Surface Prep Tips for Painting Furniture
In this tutorial we’ll show you how to properly prep your piece to ensure your beautiful work will last for years to come.
Before you do any sanding on an old piece of furniture, please make sure your paint doesn’t contain lead. Find out more about how to deal with lead paint here.
Step 1) Inspect for Mold
Inspect your piece for mildew & mold. If any is present, you can remove it with a denatured alcohol, bleach, vinegar or a commercial mold removal product.
Step 2) Deal with loose paint layers
Previous paint layers that are chipping or peeling off? It’s better to rid of the pieces that are loose as it’ll come off sooner or later anyway. Also make sure to sand the paint edges smooth.
Step 3) Removing hardware
Remove your hardware. Fill the holes with wood filler. Make sure to follow the instructions on the wood filler product, and sand it down nice and smooth.
Alternatively, you could paint over the hardware and save yourself the trouble of removing and replacing it.
Step 4) Clean your surface well
Carefully clean off any dust, dirt and grime with a solution of soap and water. Make sure that your surface is completely dry.
Step 5) Sanding & priming might be best
Which type of surface are you painting? The surface will determine what other prep is required. Below are some examples with recommendations on how to prep your piece before you start painting.
Unpainted wood or MDF
If there are any rough areas, you can sand them smooth, if desired. You’ll also want to make sure that your surface is clean and dry before you start painting! Not a lot of prep work at all!
Previously painted wood
If you know the previous paint is a water-based paint (just like ours), and has a low sheen (i.e. not glossy), then you can normally paint right over the painted surface. You can always test (see step 6) a small area first to check the adhesion.
If your surface is very glossy, it might have an oil-based paint on it. You can test this by taking a q-tip with some nail polish remover (NOT the acetone-free kind) or denatured alcohol and rubbing it on a small section of the painted surface. If the paint is water-based, you’ll notice a bit of the paint color on the q-tip; however when the previous paint layer is oil-based, then nothing will come off. Since our paint is water-based, and water and oil don’t mix well, you’ll need to make sure to thoroughly sand the original paint layer with 120 grit sandpaper, and let the paint dry for 4-5 days in between coats. This gives your paint the best adhesion possible. It might be better to prime your piece first if you are dealing with a solvent-based surface.
If your piece has a glossy finish, but is water-based, then we still recommend to sand your surface with 120 grit sandpaper to dull it down, so the paint has something to grab onto.
Laminated or melamine wood / particle board
Did you score a good deal at a garage sale, or pick up a bargain at a thrift store? Chances are that it’s a laminated surface. The majority of kitchen or bathroom cabinets are also laminated. Any laminated / non-wood surface should get a very light sanding with 120/180 grit sandpaper before painting. This will ensure that your paint adheres better to this non-porous surface. After sanding, make sure to clean off any dust and ensure your surface is clean and dry. Using a primer on these types of surfaces is a good idea, especially when they will get a lot of usage, such as cabinet doors.

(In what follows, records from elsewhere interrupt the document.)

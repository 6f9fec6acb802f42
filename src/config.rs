//! # Module configuration.
//!
//! [`ModuleConfig`] carries every setting a module reads: mailbox sizing, the
//! broker endpoints and queue for input modules, the socket path and delimiter for
//! output modules, the decryption secret, worker count and stop grace.
//!
//! Configs deserialize from any serde format; missing fields take their defaults.
//! A config is moved into the module when it is built and never changes afterwards.
//!
//! # Example
//! ```
//! use std::time::Duration;
//! use actorvisor::ModuleConfig;
//!
//! let cfg: ModuleConfig = serde_json::from_str(r#"{
//!     "name": "gearman_in",
//!     "endpoints": ["gearmand-1:4730", "gearmand-2:4730"],
//!     "workers": 4,
//!     "source": "check_results"
//! }"#).unwrap();
//!
//! assert_eq!(cfg.mailbox_capacity, 100);
//! assert_eq!(cfg.grace(), Duration::from_secs(5));
//! assert!(cfg.validate().is_ok());
//! ```

use std::path::PathBuf;
use std::time::Duration;

use serde::{Deserialize, Serialize};

use crate::error::ModuleError;
use crate::policies::BackoffPolicy;

/// Default Gearman port, used when an endpoint omits one.
pub const DEFAULT_GEARMAN_PORT: u16 = 4730;

/// Settings for one module instance.
#[derive(Clone, Debug, PartialEq, Serialize, Deserialize)]
#[serde(default)]
pub struct ModuleConfig {
    /// Instance name; prefixes worker names and status records.
    pub name: String,
    /// Capacity of each mailbox the module owns.
    pub mailbox_capacity: usize,
    /// Period of mailbox depth reports in seconds (`0` disables them).
    pub metrics_interval_secs: u64,
    /// Broker endpoints (`host:port`), tried in order.
    pub endpoints: Vec<String>,
    /// Decryption secret; `None` selects the identity transform.
    pub secret: Option<String>,
    /// Number of concurrent consumer workers.
    pub workers: usize,
    /// Broker queue (function name) to consume.
    pub source: String,
    /// Unix socket path output modules deliver to.
    pub target_path: PathBuf,
    /// Appended after every rendered event; also joins list payloads.
    pub delimiter: String,
    /// Maximum time `stop()` waits for workers, in seconds.
    pub grace_secs: u64,
    /// Capacity of the module's status bus.
    pub bus_capacity: usize,
    /// Delay policy between connection attempts.
    #[serde(skip)]
    pub backoff: BackoffPolicy,
}

impl Default for ModuleConfig {
    fn default() -> Self {
        Self {
            name: String::new(),
            mailbox_capacity: 100,
            metrics_interval_secs: 1,
            endpoints: vec![format!("localhost:{DEFAULT_GEARMAN_PORT}")],
            secret: None,
            workers: 1,
            source: "actorvisor".into(),
            target_path: PathBuf::from("/tmp/actorvisor.sock"),
            delimiter: String::new(),
            grace_secs: 5,
            bus_capacity: 1024,
            backoff: BackoffPolicy::default(),
        }
    }
}

impl ModuleConfig {
    /// Default configuration with the given instance name.
    pub fn new(name: impl Into<String>) -> Self {
        Self {
            name: name.into(),
            ..Self::default()
        }
    }

    pub fn with_mailbox_capacity(mut self, capacity: usize) -> Self {
        self.mailbox_capacity = capacity;
        self
    }

    pub fn with_metrics_interval(mut self, secs: u64) -> Self {
        self.metrics_interval_secs = secs;
        self
    }

    pub fn with_endpoints<I, S>(mut self, endpoints: I) -> Self
    where
        I: IntoIterator<Item = S>,
        S: Into<String>,
    {
        self.endpoints = endpoints.into_iter().map(Into::into).collect();
        self
    }

    pub fn with_secret(mut self, secret: impl Into<String>) -> Self {
        self.secret = Some(secret.into());
        self
    }

    pub fn with_workers(mut self, workers: usize) -> Self {
        self.workers = workers;
        self
    }

    pub fn with_source(mut self, source: impl Into<String>) -> Self {
        self.source = source.into();
        self
    }

    pub fn with_target_path(mut self, path: impl Into<PathBuf>) -> Self {
        self.target_path = path.into();
        self
    }

    pub fn with_delimiter(mut self, delimiter: impl Into<String>) -> Self {
        self.delimiter = delimiter.into();
        self
    }

    pub fn with_grace_secs(mut self, secs: u64) -> Self {
        self.grace_secs = secs;
        self
    }

    pub fn with_backoff(mut self, backoff: BackoffPolicy) -> Self {
        self.backoff = backoff;
        self
    }

    /// Stop grace period.
    pub fn grace(&self) -> Duration {
        Duration::from_secs(self.grace_secs)
    }

    /// Period of mailbox depth reports, `None` when disabled.
    pub fn metrics_interval(&self) -> Option<Duration> {
        match self.metrics_interval_secs {
            0 => None,
            secs => Some(Duration::from_secs(secs)),
        }
    }

    /// Checks the settings every module relies on.
    ///
    /// Module constructors call this, so an inconsistent config never starts.
    /// Broker endpoints are checked separately by [`validate_endpoints`](Self::validate_endpoints).
    pub fn validate(&self) -> Result<(), ModuleError> {
        if self.name.trim().is_empty() {
            return Err(ModuleError::invalid("name", "must not be empty"));
        }
        if self.mailbox_capacity == 0 {
            return Err(ModuleError::invalid("mailbox_capacity", "must be at least 1"));
        }
        if self.workers == 0 {
            return Err(ModuleError::invalid("workers", "must be at least 1"));
        }
        if matches!(self.secret.as_deref(), Some("")) {
            return Err(ModuleError::invalid("secret", "must not be empty"));
        }
        Ok(())
    }

    /// Checks `endpoints`; called only by modules that dial a broker.
    pub fn validate_endpoints(&self) -> Result<(), ModuleError> {
        if self.endpoints.is_empty() {
            return Err(ModuleError::invalid("endpoints", "at least one endpoint is required"));
        }
        for endpoint in &self.endpoints {
            validate_endpoint(endpoint)?;
        }
        Ok(())
    }
}

fn validate_endpoint(endpoint: &str) -> Result<(), ModuleError> {
    let (host, port) = match endpoint.rsplit_once(':') {
        Some((host, port)) => (host, Some(port)),
        None => (endpoint, None),
    };
    if host.trim().is_empty() {
        return Err(ModuleError::invalid(
            "endpoints",
            format!("`{endpoint}` has no host"),
        ));
    }
    if let Some(port) = port {
        match port.parse::<u16>() {
            Ok(p) if p > 0 => {}
            _ => {
                return Err(ModuleError::invalid(
                    "endpoints",
                    format!("`{endpoint}` has an invalid port"),
                ));
            }
        }
    }
    Ok(())
}

/// Splits `host[:port]`, falling back to the default Gearman port.
pub(crate) fn split_endpoint(endpoint: &str) -> (&str, u16) {
    match endpoint.rsplit_once(':') {
        Some((host, port)) => (host, port.parse().unwrap_or(DEFAULT_GEARMAN_PORT)),
        None => (endpoint, DEFAULT_GEARMAN_PORT),
    }
}
//! # Task abstraction.
//!
//! A [`Task`] receives a [`CancellationToken`] and must return once it is
//! cancelled, at the latest one retry delay later.

use std::future::Future;
use std::pin::Pin;
use std::sync::Arc;

use tokio_util::sync::CancellationToken;

use crate::error::WorkerError;

/// Boxed future returned by [`Task::spawn`].
pub type BoxTaskFuture = Pin<Box<dyn Future<Output = Result<(), WorkerError>> + Send + 'static>>;

/// Shared handle to a task.
pub type TaskRef = Arc<dyn Task>;

/// # Cancellable worker loop.
///
/// # Example
/// ```
/// use tokio_util::sync::CancellationToken;
/// use actorvisor::{BoxTaskFuture, Task};
///
/// struct Idle;
///
/// impl Task for Idle {
///     fn name(&self) -> &str { "idle" }
///
///     fn spawn(&self, ctx: CancellationToken) -> BoxTaskFuture {
///         Box::pin(async move {
///             ctx.cancelled().await;
///             Ok(())
///         })
///     }
/// }
/// ```
pub trait Task: Send + Sync + 'static {
    /// Stable, human-readable name (`<module>.<role>`).
    fn name(&self) -> &str;

    /// Creates the loop future. Called once per module start.
    fn spawn(&self, ctx: CancellationToken) -> BoxTaskFuture;
}
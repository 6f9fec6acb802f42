//! # Non-blocking status fan-out.
//!
//! ```text
//! emit(status) ──try_send──► [queue: log_writer] ──► driver ──► on_status()
//!              └─try_send──► [queue: custom]     ──► driver ──► on_status()
//!                                                        └── panic ──► SubscriberPanicked
//! ```
//!
//! Each subscriber gets its own bounded queue drained by its own driver task, in
//! emit order. A full or closed queue loses the record for that subscriber only
//! and is reported as `SubscriberOverflow`, except for overflow records
//! themselves. A panicking `on_status` is caught and reported as
//! `SubscriberPanicked`; the driver keeps going.

use std::any::Any;
use std::panic::AssertUnwindSafe;
use std::sync::Arc;

use futures::FutureExt;
use tokio::sync::mpsc::{self, error::TrySendError};
use tokio::task::JoinHandle;

use crate::status::{Bus, Status, StatusKind};
use crate::subscribers::Subscribe;

struct Route {
    subscriber: &'static str,
    queue: mpsc::Sender<Arc<Status>>,
}

/// Delivers statuses to every subscriber without waiting on any of them.
pub struct SubscriberSet {
    routes: Vec<Route>,
    drivers: Vec<JoinHandle<()>>,
    bus: Bus,
}

impl SubscriberSet {
    /// Spawns one driver per subscriber. Must be called inside a tokio runtime.
    ///
    /// Panic and overflow reports are published on `bus`.
    #[must_use]
    pub fn new(subscribers: Vec<Arc<dyn Subscribe>>, bus: Bus) -> Self {
        let (routes, drivers): (Vec<_>, Vec<_>) = subscribers
            .into_iter()
            .map(|sub| {
                let (queue, rx) = mpsc::channel(sub.queue_capacity().max(1));
                let route = Route {
                    subscriber: sub.name(),
                    queue,
                };
                (route, tokio::spawn(drive(sub, rx, bus.clone())))
            })
            .unzip();
        Self {
            routes,
            drivers,
            bus,
        }
    }

    /// Queues `status` for every subscriber and returns immediately.
    pub fn emit(&self, status: Status) {
        let report_overflow = status.kind != StatusKind::SubscriberOverflow;
        let status = Arc::new(status);

        for route in &self.routes {
            let reason = match route.queue.try_send(status.clone()) {
                Ok(()) => continue,
                Err(TrySendError::Full(_)) => "full",
                Err(TrySendError::Closed(_)) => "closed",
            };
            if report_overflow {
                self.bus
                    .publish(Status::subscriber_overflow(route.subscriber, reason));
            }
        }
    }

    /// Closes every queue and waits until the drivers have handled what was queued.
    pub async fn shutdown(self) {
        drop(self.routes);
        for driver in self.drivers {
            let _ = driver.await;
        }
    }

    pub fn len(&self) -> usize {
        self.routes.len()
    }

    pub fn is_empty(&self) -> bool {
        self.routes.is_empty()
    }
}

async fn drive(sub: Arc<dyn Subscribe>, mut rx: mpsc::Receiver<Arc<Status>>, bus: Bus) {
    while let Some(status) = rx.recv().await {
        let handled = AssertUnwindSafe(sub.on_status(&status)).catch_unwind().await;
        if let Err(payload) = handled {
            bus.publish(Status::subscriber_panicked(sub.name(), panic_message(&*payload)));
        }
    }
}

fn panic_message(payload: &(dyn Any + Send)) -> String {
    if let Some(msg) = payload.downcast_ref::<&'static str>() {
        (*msg).to_string()
    } else if let Some(msg) = payload.downcast_ref::<String>() {
        msg.clone()
    } else {
        "unknown panic".to_string()
    }
}
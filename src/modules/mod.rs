//! Built-in module kinds.
//!
//! - [`GearmanIn`]: input; a pool of workers consuming a broker queue into `outbox`.
//! - [`UdsOut`]: output; delivers `inbox` events to a Unix domain socket.
//! - [`Null`]: output; discards `inbox` events.

mod gearman_in;
mod null;
mod uds_out;

pub use gearman_in::GearmanIn;
pub use null::Null;
pub use uds_out::UdsOut;
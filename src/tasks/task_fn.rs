//! # Closure-backed task (`TaskFn`)
//!
//! [`TaskFn`] wraps `F: Fn(CancellationToken) -> Fut`; each spawn creates a fresh
//! future that owns its state. Shared state goes through explicit `Arc`s captured
//! by the closure.
//!
//! ## Example
//! ```rust
//! use tokio_util::sync::CancellationToken;
//! use actorvisor::{TaskFn, TaskRef, WorkerError};
//!
//! let t: TaskRef = TaskFn::arc("null.drain", |ctx: CancellationToken| async move {
//!     ctx.cancelled().await;
//!     Ok::<_, WorkerError>(())
//! });
//! assert_eq!(t.name(), "null.drain");
//! ```

use std::borrow::Cow;
use std::future::Future;
use std::sync::Arc;

use tokio_util::sync::CancellationToken;

use crate::error::WorkerError;
use crate::tasks::task::{BoxTaskFuture, Task};

/// Function-backed task.
#[derive(Debug)]
pub struct TaskFn<F> {
    name: Cow<'static, str>,
    f: F,
}

impl<F> TaskFn<F> {
    pub fn new(name: impl Into<Cow<'static, str>>, f: F) -> Self {
        Self {
            name: name.into(),
            f,
        }
    }

    /// Creates the task and returns it as a shared handle.
    pub fn arc(name: impl Into<Cow<'static, str>>, f: F) -> Arc<Self> {
        Arc::new(Self::new(name, f))
    }
}

impl<F, Fut> Task for TaskFn<F>
where
    F: Fn(CancellationToken) -> Fut + Send + Sync + 'static,
    Fut: Future<Output = Result<(), WorkerError>> + Send + 'static,
{
    fn name(&self) -> &str {
        &self.name
    }

    fn spawn(&self, ctx: CancellationToken) -> BoxTaskFuture {
        Box::pin((self.f)(ctx))
    }
}
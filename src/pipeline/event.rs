//! # Pipeline events.
//!
//! An [`Event`] is a `header` mapping plus a `data` [`Payload`]. Input modules
//! create events with an empty header; routers and later modules may annotate it.
//! Once placed on a mailbox an event is owned by whoever dequeues it.

use serde_json::{Map, Value};

/// Event header: string keys to arbitrary JSON values.
pub type Header = Map<String, Value>;

/// Event payload.
#[derive(Debug, Clone, PartialEq)]
pub enum Payload {
    /// Raw bytes, as received from a source.
    Bytes(Vec<u8>),
    /// Text.
    Text(String),
    /// Sequence of strings; sinks join it with their delimiter.
    List(Vec<String>),
    /// Any decoded structured value.
    Json(Value),
}

impl Payload {
    /// Serializes the payload for a byte-stream sink.
    ///
    /// Lists are joined with `delimiter`, and so are JSON arrays holding only
    /// strings. Everything else is rendered as is (`Json` through its compact
    /// string form). The trailing delimiter is the caller's business.
    pub fn render(&self, delimiter: &str) -> Vec<u8> {
        match self {
            Payload::Bytes(b) => b.clone(),
            Payload::Text(t) => t.as_bytes().to_vec(),
            Payload::List(items) => items.join(delimiter).into_bytes(),
            Payload::Json(Value::String(s)) => s.as_bytes().to_vec(),
            Payload::Json(Value::Array(items)) if items.iter().all(Value::is_string) => items
                .iter()
                .filter_map(Value::as_str)
                .collect::<Vec<_>>()
                .join(delimiter)
                .into_bytes(),
            Payload::Json(v) => v.to_string().into_bytes(),
        }
    }
}

impl From<Vec<u8>> for Payload {
    fn from(v: Vec<u8>) -> Self {
        Payload::Bytes(v)
    }
}

impl From<&[u8]> for Payload {
    fn from(v: &[u8]) -> Self {
        Payload::Bytes(v.to_vec())
    }
}

impl From<String> for Payload {
    fn from(v: String) -> Self {
        Payload::Text(v)
    }
}

impl From<&str> for Payload {
    fn from(v: &str) -> Self {
        Payload::Text(v.to_string())
    }
}

impl From<Vec<String>> for Payload {
    fn from(v: Vec<String>) -> Self {
        Payload::List(v)
    }
}

impl From<Value> for Payload {
    fn from(v: Value) -> Self {
        Payload::Json(v)
    }
}

/// Unit of data flowing through mailboxes.
#[derive(Debug, Clone, PartialEq)]
pub struct Event {
    pub header: Header,
    pub data: Payload,
}

impl Event {
    /// Creates an event with an empty header.
    pub fn new(data: impl Into<Payload>) -> Self {
        Self {
            header: Header::new(),
            data: data.into(),
        }
    }

    /// Returns the event with `key` set in its header.
    pub fn with_header(mut self, key: impl Into<String>, value: impl Into<Value>) -> Self {
        self.header.insert(key.into(), value.into());
        self
    }
}
//! Reconnect delay policies.
//!
//! A worker that loses its connection waits between attempts according to a
//! [`BackoffPolicy`]. The default is a **fixed 1 second** delay with no jitter and
//! no attempt limit: the connection is retried forever until the module stops.
//!
//! Growth (`factor > 1.0`) and [`JitterPolicy`] are opt-in, set explicitly through
//! [`ModuleConfig::with_backoff`](crate::ModuleConfig::with_backoff).

mod backoff;
mod jitter;

pub use backoff::BackoffPolicy;
pub use jitter::JitterPolicy;
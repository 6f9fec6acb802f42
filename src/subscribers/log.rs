//! # LogWriter: statuses as `tracing` events
//!
//! Renders every [`Status`] as one structured `tracing` event. Connectivity
//! trouble is logged at `warn`, dropped payloads and grace overruns at `error`,
//! periodic depth reports and backoff scheduling at `debug`.
//!
//! ## Example output (fmt subscriber)
//! ```text
//! INFO  actorvisor: connected worker="gearman_in.worker-0" target_addr="localhost:4730" attempt=1
//! WARN  actorvisor: connection failed, retrying worker="uds_out.sink" target_addr="/tmp/actorvisor.sock" attempt=2 reason="connection refused"
//! DEBUG actorvisor: mailbox depth module="gearman_in" mailbox="outbox" depth=12 capacity=100
//! ```

use async_trait::async_trait;
use tracing::{debug, error, info, warn};

use crate::status::{Status, StatusKind};
use crate::subscribers::Subscribe;

/// Status subscriber backed by `tracing`.
#[derive(Default)]
pub struct LogWriter;

impl LogWriter {
    #[must_use]
    pub fn new() -> Self {
        Self
    }
}

#[async_trait]
impl Subscribe for LogWriter {
    async fn on_status(&self, s: &Status) {
        let module = s.module.as_deref().unwrap_or("-");
        let worker = s.worker.as_deref().unwrap_or("-");
        let target = s.target.as_deref().unwrap_or("-");
        let reason = s.reason.as_deref().unwrap_or("");

        match s.kind {
            StatusKind::ModuleStarted => info!(target: "actorvisor", module, "module started"),
            StatusKind::StopRequested => info!(target: "actorvisor", module, "stop requested"),
            StatusKind::AllStoppedWithin => {
                info!(target: "actorvisor", module, "all workers stopped within grace")
            }
            StatusKind::GraceExceeded => {
                error!(target: "actorvisor", module, stuck = reason, "stop grace exceeded")
            }
            StatusKind::WorkerStarting => {
                info!(target: "actorvisor", module, worker, "worker instance started")
            }
            StatusKind::WorkerStopped => info!(target: "actorvisor", module, worker, "worker stopped"),
            StatusKind::WorkerFailed => {
                error!(target: "actorvisor", module, worker, reason, "worker failed")
            }
            StatusKind::Connected => {
                info!(target: "actorvisor", worker, target_addr = target, attempt = s.attempt, "connected")
            }
            StatusKind::ConnectFailed => warn!(
                target: "actorvisor",
                worker,
                target_addr = target,
                attempt = s.attempt,
                reason,
                "connection failed, retrying"
            ),
            StatusKind::Disconnected => {
                warn!(target: "actorvisor", worker, target_addr = target, reason, "connection lost")
            }
            StatusKind::BackoffScheduled => debug!(
                target: "actorvisor",
                worker,
                target_addr = target,
                attempt = s.attempt,
                delay_ms = s.delay_ms,
                "reconnect scheduled"
            ),
            StatusKind::PayloadDropped => {
                error!(target: "actorvisor", worker, reason, "payload dropped")
            }
            StatusKind::MailboxDepth => debug!(
                target: "actorvisor",
                module,
                mailbox = target,
                depth = s.depth,
                capacity = s.capacity,
                "mailbox depth"
            ),
            StatusKind::SubscriberOverflow => {
                warn!(target: "actorvisor", subscriber = worker, reason, "subscriber dropped status")
            }
            StatusKind::SubscriberPanicked => {
                error!(target: "actorvisor", subscriber = worker, reason, "subscriber panicked")
            }
        }
    }

    fn name(&self) -> &'static str {
        "log_writer"
    }
}
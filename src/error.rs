//! Error types used by modules and their workers.
//!
//! This module defines two main error enums:
//!
//! - [`ModuleError`]: errors raised by module construction and lifecycle.
//! - [`WorkerError`]: errors returned by an individual worker loop.
//!
//! Connectivity errors ([`LinkError`](crate::io::LinkError)) and payload errors
//! ([`TransformError`](crate::transform::TransformError)) are handled inside the
//! worker that hit them and never surface here.

use std::time::Duration;
use thiserror::Error;

use crate::core::ModuleState;

/// # Errors produced by a module.
///
/// Configuration errors are returned at construction time, so a module with a
/// self-inconsistent configuration never starts.
#[non_exhaustive]
#[derive(Error, Debug)]
pub enum ModuleError {
    /// A configuration field failed validation.
    #[error("invalid config field `{field}`: {reason}")]
    InvalidConfig {
        /// Name of the offending field.
        field: &'static str,
        /// Why the value was rejected.
        reason: String,
    },

    /// A lifecycle operation was requested from a state that does not allow it.
    #[error("cannot {op} a module in state {state:?}")]
    InvalidState {
        /// The requested operation (`"start"`).
        op: &'static str,
        /// The state the module was in.
        state: ModuleState,
    },

    /// Stop grace period was exceeded; the listed workers were aborted.
    #[error("stop timeout {grace:?} exceeded; stuck: {stuck:?}; workers aborted")]
    GraceExceeded {
        /// The configured grace duration.
        grace: Duration,
        /// Names of the workers that did not stop in time.
        stuck: Vec<String>,
    },

    /// No registry entry for the requested `category.group.name`.
    #[error("unknown module `{path}`")]
    UnknownModule {
        /// Dotted module path.
        path: String,
    },

    /// A registry entry with the same `category.group.name` already exists.
    #[error("module `{path}` is already registered")]
    DuplicateModule {
        /// Dotted module path.
        path: String,
    },

    /// Installing the OS signal handlers failed.
    #[error("signal handler: {0}")]
    Signal(#[from] std::io::Error),
}

impl ModuleError {
    /// Returns a short stable label (snake_case) for use in logs/metrics.
    ///
    /// # Example
    /// ```
    /// use actorvisor::ModuleError;
    ///
    /// let err = ModuleError::InvalidConfig { field: "workers", reason: "must be at least 1".into() };
    /// assert_eq!(err.as_label(), "module_invalid_config");
    /// ```
    pub fn as_label(&self) -> &'static str {
        match self {
            ModuleError::InvalidConfig { .. } => "module_invalid_config",
            ModuleError::InvalidState { .. } => "module_invalid_state",
            ModuleError::GraceExceeded { .. } => "module_grace_exceeded",
            ModuleError::UnknownModule { .. } => "module_unknown",
            ModuleError::DuplicateModule { .. } => "module_duplicate",
            ModuleError::Signal(_) => "module_signal",
        }
    }

    pub(crate) fn invalid(field: &'static str, reason: impl Into<String>) -> Self {
        ModuleError::InvalidConfig {
            field,
            reason: reason.into(),
        }
    }
}

/// # Errors returned by a worker loop.
///
/// Worker loops heal transient failures themselves; an error here always ends
/// the worker.
#[non_exhaustive]
#[derive(Error, Debug)]
pub enum WorkerError {
    /// Non-recoverable error; the worker exits.
    #[error("fatal error (no retry): {error}")]
    Fatal {
        /// The underlying error message.
        error: String,
    },

    /// Worker observed the module's stop signal.
    #[error("context cancelled")]
    Canceled,
}

impl WorkerError {
    /// Returns a short stable label (snake_case) for use in logs/metrics.
    pub fn as_label(&self) -> &'static str {
        match self {
            WorkerError::Fatal { .. } => "worker_fatal",
            WorkerError::Canceled => "worker_canceled",
        }
    }
}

Mahogany, knotted or stained wood
These types of wood will very likely cause “bleeding” when you paint them with a light color. Therefore, you’ll need to apply a stain-blocking primer (such as Shellac) before painting. If you started painting already and you notice any bleeding, simply stop painting and cover with a coat of stain-blocking primer. Once it’s dried, continue on with your project.
Step 6) Testing 123!
It is always a good idea to paint a small section to “test” how well your piece receives the paint. Let it dry overnight to see how well it sticks. The next morning, see if it rubs off when you run your fingernail across it. If it doesn’t stick well, then you’ll need to do a bit more prep work of sanding and/or priming for the best results.
Yes, I know, you want to get to painting right away… However, let’s be honest, it’s better to spend an extra 30 minutes prepping your piece than to be unhappy with how your piece turned out!
We have successfully painted all sorts of surfaces without any sanding or priming, so you certainly do not have to, because our paint adheres well to most surfaces. It is just better to be safe than sorry! So test your surface first and have fun with your painting projects!